A la izquierda el platanal de D. Víctor
Machado, con su gran portalón que servía también de entrada a su casa. La finca
de este personaje ha desaparecido y en su lugar ha surgido el «Loro Parque»,
institución lúdica ecológica, donde se puede disfrutar de infinidad de
espectáculos de variada índole.
La
carretera terminaba frente mismo a la finca del señor últimamente citado,
aunque continuaba algo más estrecha hacia el lugar denominado «El Burgado».
Hemos llegado a Punta Brava. El caserío es
pequeño: una veintena de casas, la mayoría de ellas sin encalar, asentadas
sobre una lengua volcánica-rocosa que se introduce, provocativa, desafiante, en
el mar océano del norte tinerfeño, rincón, en aquel entonces aislado del centro
poblacional portuense, pero en la actualidad integrado totalmente en el mismo.
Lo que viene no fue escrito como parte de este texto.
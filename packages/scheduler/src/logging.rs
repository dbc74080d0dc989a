use std::path::Path;

use tracing_appender::non_blocking::WorkerGuard;
use tracing_appender::rolling::{RollingFileAppender, Rotation};
use tracing_subscriber::{fmt, layer::SubscriberExt, util::SubscriberInitExt, EnvFilter};

use crate::config::SchedulerConfig;

const LOG_FILE_PREFIX: &str = "scheduler.log";

/// Holds the background file writer; dropping it flushes buffered lines
pub struct FileLogGuard {
    _guard: WorkerGuard,
}

/// Installs the global subscriber: stdout always, a daily file when
/// `config.log_dir` is set and can be created.
pub fn init_tracing(config: &SchedulerConfig) -> Option<FileLogGuard> {
    let env_filter =
        EnvFilter::try_new(&config.log_level).unwrap_or_else(|_| EnvFilter::new("info"));

    let file = config.log_dir.as_deref().and_then(|dir| match open_log_dir(dir) {
        Ok(appender) => Some(tracing_appender::non_blocking(appender)),
        Err(err) => {
            eprintln!("file logging disabled, cannot use {dir}: {err}");
            None
        }
    });
    let (file_layer, guard) = match file {
        Some((writer, guard)) => (
            Some(fmt::layer().with_writer(writer).with_ansi(false).with_target(true)),
            Some(FileLogGuard { _guard: guard }),
        ),
        None => (None, None),
    };

    tracing_subscriber::registry()
        .with(env_filter)
        .with(fmt::layer().with_target(true))
        .with(file_layer)
        .init();

    guard
}

fn open_log_dir(dir: &str) -> std::io::Result<RollingFileAppender> {
    std::fs::create_dir_all(Path::new(dir))?;
    Ok(RollingFileAppender::new(Rotation::DAILY, dir, LOG_FILE_PREFIX))
}
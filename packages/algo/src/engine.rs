//! Scheduler Engine Abstraction
//!
//! Both algorithms satisfy [`SchedulerEngine`]. The set of implementations is
//! closed: [`Engine`] is the tagged variant the service resolves from the
//! configured [`Algorithm`] on every call.

use chrono::{DateTime, Utc};
use rand::Rng;
use rayon::prelude::*;
use serde::{Deserialize, Serialize};
use std::fmt;

use crate::classic::{ClassicEngine, ClassicParams, ClassicTrace};
use crate::fsrs::{FsrsEngine, FsrsParams, FsrsTrace};
use crate::types::{LearnableItem, PriorityKey, ReviewEvent, SchedulerUpdate};

/// Capability shared by every scheduling algorithm.
///
/// Implementations are pure: they read only their arguments and never
/// mutate the input item. Randomness is supplied by the caller.
pub trait SchedulerEngine: Sync {
    /// Scheduling state for an item that just became reviewable
    fn initialize(&self, now: DateTime<Utc>) -> SchedulerUpdate;

    /// Scheduling state after one review
    fn update<R: Rng + ?Sized>(
        &self,
        item: &LearnableItem,
        review: ReviewEvent,
        now: DateTime<Utc>,
        rng: &mut R,
    ) -> SchedulerUpdate;

    fn is_due(&self, item: &LearnableItem, now: DateTime<Utc>) -> bool {
        item.is_due_at(now)
    }

    fn priority(&self, item: &LearnableItem, now: DateTime<Utc>) -> PriorityKey;

    /// Highest priority first; items with equal keys keep their input order
    fn sort_by_priority(&self, items: Vec<LearnableItem>, now: DateTime<Utc>) -> Vec<LearnableItem> {
        rank_items(items, |item| self.priority(item, now))
    }
}

/// Stable descending sort by a priority key computed in parallel
pub fn rank_items<F>(items: Vec<LearnableItem>, key: F) -> Vec<LearnableItem>
where
    F: Fn(&LearnableItem) -> PriorityKey + Sync,
{
    let keys: Vec<PriorityKey> = items.par_iter().map(|item| key(item)).collect();
    let mut ranked: Vec<(PriorityKey, LearnableItem)> = keys.into_iter().zip(items).collect();
    ranked.sort_by(|a, b| a.0.cmp_desc(&b.0));
    ranked.into_iter().map(|(_, item)| item).collect()
}

// ==================== Algorithm Selection ====================

/// Configured scheduling algorithm
#[derive(Debug, Clone, Copy, PartialEq, Eq, Hash, Default, Serialize, Deserialize)]
#[serde(rename_all = "lowercase")]
pub enum Algorithm {
    #[default]
    Classic,
    Fsrs,
}

impl Algorithm {
    /// Recognised values only; see [`Algorithm::from_preference`] for the lenient form
    pub fn parse(value: &str) -> Option<Self> {
        match value.trim().to_lowercase().as_str() {
            "classic" => Some(Self::Classic),
            "fsrs" => Some(Self::Fsrs),
            _ => None,
        }
    }

    /// Absent or unrecognised preferences resolve to `Classic`
    pub fn from_preference(value: Option<&str>) -> Self {
        value.and_then(Self::parse).unwrap_or_default()
    }

    pub fn as_str(&self) -> &'static str {
        match self {
            Self::Classic => "classic",
            Self::Fsrs => "fsrs",
        }
    }
}

impl fmt::Display for Algorithm {
    fn fmt(&self, f: &mut fmt::Formatter<'_>) -> fmt::Result {
        f.write_str(self.as_str())
    }
}

/// Overridable constants for both engines
#[derive(Debug, Clone, Default, PartialEq, Serialize, Deserialize)]
#[serde(rename_all = "camelCase")]
pub struct EngineTuning {
    pub classic: ClassicParams,
    pub fsrs: FsrsParams,
}

// ==================== Engine ====================

/// Intermediate values of one update, by algorithm
#[derive(Debug, Clone, PartialEq, Serialize, Deserialize)]
#[serde(tag = "algorithm", rename_all = "lowercase")]
pub enum UpdateTrace {
    Classic(ClassicTrace),
    Fsrs(FsrsTrace),
}

#[derive(Debug, Clone)]
pub enum Engine {
    Classic(ClassicEngine),
    Fsrs(FsrsEngine),
}

impl Engine {
    pub fn for_algorithm(algorithm: Algorithm, tuning: &EngineTuning) -> Self {
        match algorithm {
            Algorithm::Classic => Self::Classic(ClassicEngine::with_params(tuning.classic.clone())),
            Algorithm::Fsrs => Self::Fsrs(FsrsEngine::with_params(tuning.fsrs.clone())),
        }
    }

    pub fn algorithm(&self) -> Algorithm {
        match self {
            Self::Classic(_) => Algorithm::Classic,
            Self::Fsrs(_) => Algorithm::Fsrs,
        }
    }

    pub fn update_traced<R: Rng + ?Sized>(
        &self,
        item: &LearnableItem,
        review: ReviewEvent,
        now: DateTime<Utc>,
        rng: &mut R,
    ) -> (SchedulerUpdate, UpdateTrace) {
        match self {
            Self::Classic(engine) => {
                let (update, trace) = engine.update_traced(item, review, now);
                (update, UpdateTrace::Classic(trace))
            }
            Self::Fsrs(engine) => {
                let (update, trace) = engine.update_traced(item, review, now, rng);
                (update, UpdateTrace::Fsrs(trace))
            }
        }
    }
}

impl Default for Engine {
    fn default() -> Self {
        Self::Classic(ClassicEngine::default())
    }
}

impl SchedulerEngine for Engine {
    fn initialize(&self, now: DateTime<Utc>) -> SchedulerUpdate {
        match self {
            Self::Classic(engine) => engine.initialize(now),
            Self::Fsrs(engine) => engine.initialize(now),
        }
    }

    fn update<R: Rng + ?Sized>(
        &self,
        item: &LearnableItem,
        review: ReviewEvent,
        now: DateTime<Utc>,
        rng: &mut R,
    ) -> SchedulerUpdate {
        match self {
            Self::Classic(engine) => engine.update(item, review, now, rng),
            Self::Fsrs(engine) => engine.update(item, review, now, rng),
        }
    }

    fn priority(&self, item: &LearnableItem, now: DateTime<Utc>) -> PriorityKey {
        match self {
            Self::Classic(engine) => engine.priority(item, now),
            Self::Fsrs(engine) => engine.priority(item, now),
        }
    }
}
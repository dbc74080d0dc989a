//! Data Sanitization
//!
//! Numerical stability utilities.
//!
//! Functions:
//! - Finite-value guards for stored item fields
//! - Range clamps for every scheduling parameter
//! - Update invariant diagnostics

use chrono::{DateTime, Utc};

use crate::types::{
    SchedulerUpdate, DEFAULT_DIFFICULTY, DEFAULT_STABILITY, INITIAL_EASE_FACTOR, MAX_DIFFICULTY,
    MAX_EASE_FACTOR, MAX_INTERVAL_DAYS, MAX_STRENGTH, MIN_DIFFICULTY, MIN_EASE_FACTOR,
    MIN_INTERVAL_DAYS, MIN_STABILITY, MIN_STRENGTH,
};

/// 检查数组是否包含无效值 (NaN 或 Inf)
pub fn has_invalid_values(arr: &[f64]) -> bool {
    arr.iter().any(|&x| x.is_nan() || x.is_infinite())
}

/// 非有限值替换为默认值
pub fn finite_or(value: f64, fallback: f64) -> f64 {
    if value.is_finite() {
        value
    } else {
        fallback
    }
}

pub fn clamp_strength(strength: i32) -> i32 {
    strength.clamp(MIN_STRENGTH, MAX_STRENGTH)
}

pub fn clamp_ease(ease: f64) -> f64 {
    finite_or(ease, INITIAL_EASE_FACTOR).clamp(MIN_EASE_FACTOR, MAX_EASE_FACTOR)
}

pub fn clamp_difficulty(difficulty: f64) -> f64 {
    finite_or(difficulty, DEFAULT_DIFFICULTY).clamp(MIN_DIFFICULTY, MAX_DIFFICULTY)
}

/// Stored stability, floored so it can divide safely
pub fn sanitize_stability(stability: f64) -> f64 {
    finite_or(stability, DEFAULT_STABILITY).max(MIN_STABILITY)
}

/// Stored interval, repaired when a store hands back something below the floor
pub fn sanitize_interval(interval_days: i32) -> i32 {
    interval_days.clamp(MIN_INTERVAL_DAYS, MAX_INTERVAL_DAYS)
}

/// 四舍五入为天数，NaN 视为最小间隔
pub fn round_interval(days: f64) -> i32 {
    if !days.is_finite() {
        return if days == f64::INFINITY {
            MAX_INTERVAL_DAYS
        } else {
            MIN_INTERVAL_DAYS
        };
    }
    let rounded = days.round().clamp(MIN_INTERVAL_DAYS as f64, MAX_INTERVAL_DAYS as f64);
    rounded as i32
}

/// 诊断更新结果是否满足全部不变量，返回违反项描述
pub fn invariant_violations(update: &SchedulerUpdate, now: DateTime<Utc>) -> Vec<String> {
    let mut violations = Vec::new();

    if !(MIN_STRENGTH..=MAX_STRENGTH).contains(&update.strength) {
        violations.push(format!("strength out of range: {}", update.strength));
    }
    if update.interval_days < MIN_INTERVAL_DAYS {
        violations.push(format!("interval below floor: {}", update.interval_days));
    }
    if !(MIN_EASE_FACTOR..=MAX_EASE_FACTOR).contains(&update.ease_factor) {
        violations.push(format!("ease factor out of range: {}", update.ease_factor));
    }
    if update.next_due < now {
        violations.push(format!("next due in the past: {}", update.next_due));
    }
    if let Some(fsrs) = &update.fsrs {
        if has_invalid_values(&[fsrs.difficulty, fsrs.stability]) {
            violations.push("non-finite fsrs field".to_string());
        }
        if !(MIN_DIFFICULTY..=MAX_DIFFICULTY).contains(&fsrs.difficulty) {
            violations.push(format!("difficulty out of range: {}", fsrs.difficulty));
        }
        if fsrs.stability < MIN_STABILITY {
            violations.push(format!("stability below floor: {}", fsrs.stability));
        }
    }

    violations
}
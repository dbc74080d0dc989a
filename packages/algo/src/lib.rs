//! # danci-srs - 词汇复习调度核心算法库
//!
//! 本 crate 提供纯 Rust 实现的间隔重复调度算法:
//!
//! - **Classic** - SM-2 风格调度 (难度系数、间隔增长、迟到补偿)
//! - **FSRS** - 难度/稳定性记忆模型 (可提取性衰减、目标保持率、间隔抖动)
//!
//! ## 设计理念
//!
//! - **纯计算** - 引擎只读取参数，不做 I/O，不读取系统时钟
//! - **可注入随机源** - 间隔抖动的随机数发生器由调用方传入，测试可固定种子
//! - **线程安全** - 引擎无共享可变状态，可在多线程中并发调用
//!
//! ## 模块结构
//!
//! - [`rating`] - 四级回忆评分及答题数据映射
//! - [`classic`] - SM-2 风格调度器
//! - [`fsrs`] - 难度/稳定性调度器
//! - [`engine`] - 调度器接口、算法选择
//! - [`sanitize`] - 数值稳定性、不变量诊断
//! - [`types`] - 公共类型和常量
//!
//! ## 使用示例
//!
//! ```rust
//! use chrono::Utc;
//! use danci_srs::{Algorithm, Engine, EngineTuning, LearnableItem, Rating, ReviewEvent, SchedulerEngine};
//!
//! let now = Utc::now();
//! let engine = Engine::for_algorithm(Algorithm::Fsrs, &EngineTuning::default());
//! let item = LearnableItem::new("apple", now).with_update(&engine.initialize(now));
//!
//! let mut rng = danci_srs::fuzz_rng(Some(42));
//! let update = engine.update(&item, ReviewEvent::new(Rating::Good), now, &mut rng);
//! assert!(update.interval_days >= 1);
//! ```

// ============================================================================
// 模块声明
// ============================================================================

pub mod sanitize;
pub mod types;
pub mod rating;
pub mod classic;
pub mod fsrs;
pub mod engine;

// ============================================================================
// 重新导出
// ============================================================================

/// 重新导出所有公共类型
pub use types::*;

/// 重新导出评分
pub use rating::{InvalidRating, QuizDifficulty, Rating};

/// 重新导出调度器
pub use classic::{ClassicEngine, ClassicParams, ClassicTrace};
pub use fsrs::{fuzz_interval, fuzz_rng, retrievability, FsrsEngine, FsrsParams, FsrsTrace, FuzzRng};

/// 重新导出调度接口
pub use engine::{rank_items, Algorithm, Engine, EngineTuning, SchedulerEngine, UpdateTrace};
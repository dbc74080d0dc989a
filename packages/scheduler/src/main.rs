use chrono::{Duration, Utc};
use rand::Rng;

use danci_scheduler::{
    DifficultyMark, EnvConfigStore, FixedClock, MemoryItemStore, QuizResult, SchedulerConfig,
    SchedulerResult, SchedulerService,
};
use danci_srs::{fuzz_rng, QuizDifficulty};

const DEFAULT_SIM_ITEMS: usize = 50;
const DEFAULT_SIM_DAYS: u32 = 30;

#[tokio::main]
async fn main() {
    let _ = dotenvy::dotenv();
    let config = SchedulerConfig::from_env();
    let _log_guard = danci_scheduler::logging::init_tracing(&config);

    if let Err(err) = simulate(&config).await {
        tracing::error!(error = %err, "simulation failed");
        std::process::exit(1);
    }
}

fn env_or<T: std::str::FromStr>(key: &str, default: T) -> T {
    std::env::var(key)
        .ok()
        .and_then(|value| value.parse().ok())
        .unwrap_or(default)
}

async fn simulate(config: &SchedulerConfig) -> SchedulerResult<()> {
    let items = env_or("SIM_ITEMS", DEFAULT_SIM_ITEMS);
    let days = env_or("SIM_DAYS", DEFAULT_SIM_DAYS);

    let clock = FixedClock::new(Utc::now());
    let store = MemoryItemStore::new();
    for _ in 0..items {
        store.create(Some("sim"), Utc::now()).await;
    }

    let service = SchedulerService::from_config(store, EnvConfigStore, clock, config);
    let algorithm = service.active_algorithm().await;
    let initialized = service.bulk_initialize_stale(Some("sim")).await?;
    tracing::info!(%algorithm, items, days, initialized, "simulation started");

    // learner answers come from their own stream so the fuzz sequence stays pinned
    let mut learner = fuzz_rng(config.rng_seed.map(|seed| seed.wrapping_add(1)));

    for day in 1..=days {
        service.clock().advance(Duration::days(1));

        let batch = service.get_due_batch(None, Some("sim")).await?;
        let results: Vec<QuizResult> = batch
            .iter()
            .map(|item| {
                let recall = 0.55 + f64::from(item.strength) / 250.0;
                let mut result = QuizResult::new(item.id.clone(), learner.gen_bool(recall.min(0.95)))
                    .with_response_time(learner.gen_range(1_000..12_000));
                if learner.gen_bool(0.1) {
                    result = result.with_difficulty(QuizDifficulty::Medium);
                }
                result
            })
            .collect();
        let outcome = service.process_batch(&results).await;

        if let Some(first) = batch.first() {
            if day % 7 == 0 {
                let previews = service.preview(&first.id).await?;
                tracing::debug!(item_id = %first.id, ?previews, "weekly preview");
                service.mark_difficulty(&first.id, DifficultyMark::Hard).await?;
            }
            if day == days / 2 {
                service.reset_progress(&first.id).await?;
            }
        }

        let stats = service.due_stats(Some("sim")).await?;
        let overdue = service.get_overdue(Some("sim")).await?;
        tracing::info!(
            day,
            reviewed = outcome.processed,
            failed = outcome.failures.len(),
            remaining_due = overdue.len(),
            fresh = stats.fresh,
            "day simulated"
        );
    }

    let stats = service.due_stats(Some("sim")).await?;
    match serde_json::to_string_pretty(&stats) {
        Ok(json) => println!("{json}"),
        Err(err) => tracing::warn!(error = %err, "failed to encode final stats"),
    }
    Ok(())
}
A nuestra derecha una vereda estrecha bastante inclinada y resbaladiza nos
conducía a la playa «Grande» y «Chica», ambas de arena negra y fina. Muchos
revolcones me dieron las olas de aquellas playas que con mucha fluidez, nervio
y empuje llegaban, y llegan a pesar de la remoción, a la orilla. A esa ribera
marina solíamos acudir, a bañarnos, de niños y de jóvenes, grupos de ranilleros
en aquella época en que Punta Brava dormía el sueño de los tiempos. La orilla
que lamía el mar, con su ímpetu temperamental, sobre todo en invierno,
propiciaba que, desde la primavera hasta el final del verano, las playas de
Punta Brava, y las del Puerto de la Cruz en general, permanecieran limpias y
sus aguas transparentes. Esto las hacía atractivas y apetecibles al baño y a
tomar el sol.
Tendido en la arena, mirando hacia la punta de
aquellos afilados peñascos de la «Brava» actual Punta Brava, pensaba, una vez,
en cómo sería el ya lejano naufragio del barco noruego «Titlis» que, en la
madrugada del 11 de diciembre de 1910, concretamente a las cinco de la mañana,
un afilado arrecife rasgó su vientre, dejándolo mortalmente herido. Ensimismado
en este pensamiento, inconscientemente lancé un grito desgarrador que cruzó el
espacio etéreo rumbo a no sé dónde. Al mismo tiempo, un ramo de algas recién
cortadas del lecho marino, me fue lanzado desde la orilla por una sirenita que,
juguetona, había llegado a la playa. Ello me sacó del embeleso en el que el
tibio ambiente me tenía sumido.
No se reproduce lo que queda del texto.